┏━━

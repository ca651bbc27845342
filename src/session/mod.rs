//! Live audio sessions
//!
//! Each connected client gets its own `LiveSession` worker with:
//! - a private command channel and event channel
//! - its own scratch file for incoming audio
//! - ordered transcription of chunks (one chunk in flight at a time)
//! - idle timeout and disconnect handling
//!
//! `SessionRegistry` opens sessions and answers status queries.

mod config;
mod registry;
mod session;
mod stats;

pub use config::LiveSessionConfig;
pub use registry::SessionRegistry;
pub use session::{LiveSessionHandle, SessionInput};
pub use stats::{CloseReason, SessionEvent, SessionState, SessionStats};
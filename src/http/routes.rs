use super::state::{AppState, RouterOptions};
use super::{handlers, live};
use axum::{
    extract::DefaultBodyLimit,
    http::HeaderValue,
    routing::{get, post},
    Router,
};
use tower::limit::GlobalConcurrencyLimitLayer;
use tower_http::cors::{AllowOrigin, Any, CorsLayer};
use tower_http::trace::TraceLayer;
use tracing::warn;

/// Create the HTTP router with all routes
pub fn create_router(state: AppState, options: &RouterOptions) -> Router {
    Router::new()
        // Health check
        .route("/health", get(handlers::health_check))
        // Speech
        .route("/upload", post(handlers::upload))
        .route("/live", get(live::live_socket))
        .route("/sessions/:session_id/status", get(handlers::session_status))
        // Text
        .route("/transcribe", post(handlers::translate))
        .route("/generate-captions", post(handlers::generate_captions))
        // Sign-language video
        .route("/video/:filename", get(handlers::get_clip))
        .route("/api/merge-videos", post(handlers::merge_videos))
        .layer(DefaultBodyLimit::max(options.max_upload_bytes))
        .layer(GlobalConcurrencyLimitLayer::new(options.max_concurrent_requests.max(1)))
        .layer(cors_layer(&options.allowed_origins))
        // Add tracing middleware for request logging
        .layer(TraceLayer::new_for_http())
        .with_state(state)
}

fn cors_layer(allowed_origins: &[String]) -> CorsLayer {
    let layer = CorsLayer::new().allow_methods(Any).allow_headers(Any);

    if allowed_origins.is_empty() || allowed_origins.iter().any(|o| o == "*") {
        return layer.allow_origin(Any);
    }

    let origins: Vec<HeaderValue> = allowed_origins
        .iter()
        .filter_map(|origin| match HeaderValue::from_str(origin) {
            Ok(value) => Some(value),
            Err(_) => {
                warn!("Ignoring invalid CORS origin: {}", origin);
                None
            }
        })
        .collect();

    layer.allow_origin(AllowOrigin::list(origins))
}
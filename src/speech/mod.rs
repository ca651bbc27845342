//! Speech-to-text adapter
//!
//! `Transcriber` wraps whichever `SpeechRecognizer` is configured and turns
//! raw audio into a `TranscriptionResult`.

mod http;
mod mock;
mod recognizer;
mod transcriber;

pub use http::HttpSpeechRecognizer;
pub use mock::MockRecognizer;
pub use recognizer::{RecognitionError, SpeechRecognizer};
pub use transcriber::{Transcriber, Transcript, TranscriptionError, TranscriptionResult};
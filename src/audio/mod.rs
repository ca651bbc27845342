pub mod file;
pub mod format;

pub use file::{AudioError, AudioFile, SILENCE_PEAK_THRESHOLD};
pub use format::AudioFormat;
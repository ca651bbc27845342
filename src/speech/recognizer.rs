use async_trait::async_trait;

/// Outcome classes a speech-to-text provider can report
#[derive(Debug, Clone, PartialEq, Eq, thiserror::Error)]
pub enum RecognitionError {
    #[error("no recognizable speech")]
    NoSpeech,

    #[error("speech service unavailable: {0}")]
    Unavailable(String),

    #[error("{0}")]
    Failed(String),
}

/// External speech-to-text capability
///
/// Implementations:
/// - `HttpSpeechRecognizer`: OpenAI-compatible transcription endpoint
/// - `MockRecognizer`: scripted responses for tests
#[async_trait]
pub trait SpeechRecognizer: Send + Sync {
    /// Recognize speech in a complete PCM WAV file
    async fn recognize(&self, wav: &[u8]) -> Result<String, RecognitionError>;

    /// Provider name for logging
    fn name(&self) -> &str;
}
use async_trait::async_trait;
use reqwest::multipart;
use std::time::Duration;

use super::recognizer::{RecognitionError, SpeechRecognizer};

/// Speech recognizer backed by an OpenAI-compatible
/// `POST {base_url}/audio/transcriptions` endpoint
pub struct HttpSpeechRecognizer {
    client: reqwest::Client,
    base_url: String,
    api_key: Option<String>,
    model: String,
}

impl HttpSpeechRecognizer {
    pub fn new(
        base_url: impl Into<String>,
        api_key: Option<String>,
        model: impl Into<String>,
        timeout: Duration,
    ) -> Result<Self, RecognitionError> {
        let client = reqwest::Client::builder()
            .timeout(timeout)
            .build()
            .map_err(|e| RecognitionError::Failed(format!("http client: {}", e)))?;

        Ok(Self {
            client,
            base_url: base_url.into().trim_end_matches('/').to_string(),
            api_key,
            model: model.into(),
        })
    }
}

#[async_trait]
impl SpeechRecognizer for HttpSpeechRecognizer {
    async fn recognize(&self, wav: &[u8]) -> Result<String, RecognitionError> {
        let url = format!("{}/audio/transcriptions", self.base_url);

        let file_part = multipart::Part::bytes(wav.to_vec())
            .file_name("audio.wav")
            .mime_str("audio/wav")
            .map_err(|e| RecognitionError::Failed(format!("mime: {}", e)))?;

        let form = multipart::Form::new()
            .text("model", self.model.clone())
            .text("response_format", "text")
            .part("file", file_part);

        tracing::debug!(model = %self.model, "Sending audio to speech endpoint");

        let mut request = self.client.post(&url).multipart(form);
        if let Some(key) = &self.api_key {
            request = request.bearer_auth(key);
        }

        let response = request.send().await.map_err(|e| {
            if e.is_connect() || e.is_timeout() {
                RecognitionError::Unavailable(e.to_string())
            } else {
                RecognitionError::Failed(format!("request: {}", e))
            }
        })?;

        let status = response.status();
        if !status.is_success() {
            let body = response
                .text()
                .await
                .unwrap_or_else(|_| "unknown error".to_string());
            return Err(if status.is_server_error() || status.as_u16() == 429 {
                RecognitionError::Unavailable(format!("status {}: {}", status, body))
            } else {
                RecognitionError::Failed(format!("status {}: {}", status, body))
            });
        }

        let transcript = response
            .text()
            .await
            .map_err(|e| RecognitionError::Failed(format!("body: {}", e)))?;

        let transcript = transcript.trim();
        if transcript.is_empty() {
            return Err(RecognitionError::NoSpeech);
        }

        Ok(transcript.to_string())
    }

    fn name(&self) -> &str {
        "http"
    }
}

┗━━

» **Work item**
In the listing above, find the line with "configured and turns" and the line with "filename src/audio/mod.rs", then print exactly those two lines and every line between them, and nothing more.

» **Solution for this problem**
//! `Transcriber` wraps whichever `SpeechRecognizer` is configured and turns
//! raw audio into a `TranscriptionResult`.

mod http;
mod mock;
mod recognizer;
mod transcriber;

pub use http::HttpSpeechRecognizer;
pub use mock::MockRecognizer;
pub use recognizer::{RecognitionError, SpeechRecognizer};
pub use transcriber::{Transcriber, Transcript, TranscriptionError, TranscriptionResult};
filename src/audio/mod.rs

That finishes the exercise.